Mucellium Muharebesi'nden sonra Bizanslılar Toskana'da ayrılmadılar. General Justinus elinde Floransa emniyetli olarak kaldı. Totila Umbria'da bulunan Casena ve Petra Pertusa adlı bazı şehirleri aldı. Fakat Totila Merkezi İtalya'da bulunan Toskana'da kalıp askerî harekâta devam etmek istemedi. Emri altında bulunan Ostrogotlar ordusu mevcudu Toskana'da bulunan Bizanslılar ordusu mevcutlarından çok daha azdı. Eğer Ostrogotlar ordusu ile bir mağlubiyet geçirip büyük zayiat olursa, ordusunun Ostrogotlar asıllı askerlerle takviyesi olasılığı çok azdı. Halbuki Bizans İmparatorluğu'nun çok geniş bir alanında çok değişik asıllı paralı asker tutması ve yetiştirmesi nispeten daha kolaydı. Merkezi İtalya'da şehirler büyük ve aralarındaki mesafeler nispeten küçüktü. Bizanslı güçler bu şehirlerde bulunan ordugahlarda bulunmakta idiler. Eğer gerekirse değişik birlikler birleşip büyük mevcutlu savaş güçleri kurma imkânları büyüktü.
Bu nedenle Totila ordusu ile yine Bizanslılar elinde bulunan güney İtalya 'ya yöneldi. Genellikle bu bölgede yerleşkeler nispeten küçük ve aralarındaki mesafeler büyüktü. Bizans ordusu ordugahları ancak genellikle sahillerde bulunan büyükçe şehirlerde mevcut olup her şehir birliğinin asker sayısı nispeten küçüktü. Totila çoğunlukla büyük Bizanslı garnizonu bulunan büyük şehirlere girmek ve saldırmaktan kaçınma stratejisi uyguladı. Totila kırsal alanlarda ordusu ile hızla hareket etmeyi tercih etmekteydi. Napoli cihetine yürümekte iken Roma'ya girmeyip şehrin etrafından geçmeyi tercih etti. Beneventum şehrini kolayca eline geçirdi ve bu şehrin surların yıktırdı. Ama güney İtalya'daki büyük şehirlere girmese ve hatta bu şehir ve bölgeler Ostrogotlarin Napoli'ye gitme güzergahında olmasa bile, şehir ve bölge idarecilerine mesajlar gönderip Ostrogotlar Krallığı egemenliğini kabul etmelerini bildirmekte ve onları eğer bu teklifi kabul etmezlerse Ostrogotlar ordusunun saldırısına hedef olabilecekleri şeklinde tehdit etmekte idi. Lucania, Bruttii, Apulia ve Calabria eyalet bölgeleri Totila'nın Ostrogot Krallığı egemenliğini kabul ettiler ve buralarda toplanan vergiler Totila'nın hazinesi gönderildi. Bu saldırı tehdidi boş değildi; çünkü Ostrogotlar ordusu bazı surlu şehirlere bile saldırılar yapmıştı. Totila kendi eline geçen veys teslim olsn surlu şehirlerde surları yıktırıp yerle bir etme politikasını da uygulamaktaydı. Böylece savunma gücünü kaybeden şehirlerin askeri hücumlara uğramaları daha az olarak görülmekte idi.[31]

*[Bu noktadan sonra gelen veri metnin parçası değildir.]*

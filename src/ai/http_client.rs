//! Shared HTTP Client Module
//!
//! Provides a global, lazy-initialized HTTP client with connection pooling.
//! All generative-language API calls in a run go to the same host, so one
//! client gives TLS session resumption and connection reuse for free.

use once_cell::sync::Lazy;
use reqwest::Client;
use std::time::Duration;

/// Global HTTP client for generative-language API calls
///
/// - 120s timeout: generation over a 15k-character excerpt can be slow
/// - small idle pool: the pipeline is strictly sequential
static API_CLIENT: Lazy<Client> = Lazy::new(|| {
    Client::builder()
        .timeout(Duration::from_secs(120))
        .pool_max_idle_per_host(2)
        .pool_idle_timeout(Duration::from_secs(90))
        .tcp_keepalive(Duration::from_secs(60))
        .build()
        .expect("Failed to create API HTTP client")
});

/// Get the global API HTTP client
#[inline]
pub fn api_client() -> &'static Client {
    &API_CLIENT
}
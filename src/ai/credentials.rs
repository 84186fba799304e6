//! Credential storage.
//!
//! API keys live in the OS keychain. Debug builds fall back to an
//! obfuscated file under the user config directory when no keychain is
//! available (headless dev machines, CI).

#[cfg(debug_assertions)]
use base64::Engine;
use keyring::Entry;
#[cfg(debug_assertions)]
use std::fs;
#[cfg(debug_assertions)]
use std::path::PathBuf;

const SERVICE_NAME: &str = "com.copydesk.review";
const PROVIDER: &str = "gemini";

/// Keychain-backed credential manager with a dev-mode file fallback
pub struct CredentialManager;

impl CredentialManager {
    /// Get the fallback file path for storing credentials (dev mode only)
    #[cfg(debug_assertions)]
    fn fallback_path() -> Option<PathBuf> {
        dirs::config_dir().map(|dir| dir.join("copydesk").join(format!("{}_key", PROVIDER)))
    }

    /// Store the API key in the keychain (file fallback in dev mode)
    pub fn store_api_key(api_key: &str) -> Result<(), String> {
        match Entry::new(SERVICE_NAME, PROVIDER) {
            Ok(entry) => {
                if entry.set_password(api_key).is_ok() {
                    tracing::info!("[Credentials] Stored API key in keychain");
                    return Ok(());
                }
            }
            Err(e) => {
                tracing::debug!("[Credentials] Keychain unavailable: {}", e);
            }
        }

        #[cfg(debug_assertions)]
        {
            if let Some(path) = Self::fallback_path() {
                if let Some(parent) = path.parent() {
                    fs::create_dir_all(parent)
                        .map_err(|e| format!("Failed to create config directory: {}", e))?;
                }
                let encoded = base64::engine::general_purpose::STANDARD.encode(api_key);
                fs::write(&path, encoded)
                    .map_err(|e| format!("Failed to write API key: {}", e))?;
                tracing::warn!("[Credentials] DEV MODE: stored API key in file {:?}", path);
                return Ok(());
            }
            return Err("Could not determine config directory".to_string());
        }

        #[cfg(not(debug_assertions))]
        Err("Secure credential storage (keychain) unavailable".to_string())
    }

    /// Get the API key from the keychain (file fallback in dev mode)
    pub fn get_api_key() -> Result<String, String> {
        if let Ok(entry) = Entry::new(SERVICE_NAME, PROVIDER) {
            if let Ok(password) = entry.get_password() {
                return Ok(password);
            }
        }

        #[cfg(debug_assertions)]
        {
            if let Some(path) = Self::fallback_path() {
                if path.exists() {
                    let encoded = fs::read_to_string(&path)
                        .map_err(|e| format!("Failed to read API key: {}", e))?;
                    let bytes = base64::engine::general_purpose::STANDARD
                        .decode(encoded.trim())
                        .map_err(|e| format!("Corrupt API key file: {}", e))?;
                    return String::from_utf8(bytes)
                        .map_err(|e| format!("Corrupt API key file: {}", e));
                }
            }
        }

        Err("API key not found".to_string())
    }

    /// Delete the API key from the keychain and from file storage
    pub fn delete_api_key() -> Result<(), String> {
        if let Ok(entry) = Entry::new(SERVICE_NAME, PROVIDER) {
            let _ = entry.delete_credential();
        }

        #[cfg(debug_assertions)]
        {
            if let Some(path) = Self::fallback_path() {
                if path.exists() {
                    fs::remove_file(&path)
                        .map_err(|e| format!("Failed to delete API key file: {}", e))?;
                }
            }
        }

        Ok(())
    }

    /// Check whether an API key is configured
    pub fn has_api_key() -> bool {
        Self::get_api_key().is_ok()
    }
}
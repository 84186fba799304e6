use thiserror::Error;

/// Errors that abort a review run as a whole.
///
/// Per-chunk analysis failures never surface here; the pipeline converts
/// them into report text at the chunk boundary. Only conditions detected
/// before any chunk is processed (or outside the pipeline entirely, such as
/// reading the manuscript or writing the export) use this type.
#[derive(Debug, Error)]
pub enum Error {
    /// No usable API key, model, or option value. Fatal before analysis starts.
    #[error("configuration error: {0}")]
    Config(String),

    /// The manuscript could not be read or its text extracted.
    #[error("document error: {0}")]
    Document(String),

    /// The assembled report could not be written out.
    #[error("export error: {0}")]
    Export(String),
}

pub type Result<T> = std::result::Result<T, Error>;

Totila 542-543'te Napoli kuşatmasına başladı. Bu şehri Bizanslı General Conon savunmaktaydı ve emrinde hepsi Toroslar civarında yaşayan İsauryalı kabilelere mensup askerlerden oluşan 3.000 askerlik garnizon vardı. Totila, Napoli ve civarındaki şehirlerden özellikle Cumea'da büyük ganimet topladı ve bu hazineyi Cumea'da muhafaza etmeye başladı.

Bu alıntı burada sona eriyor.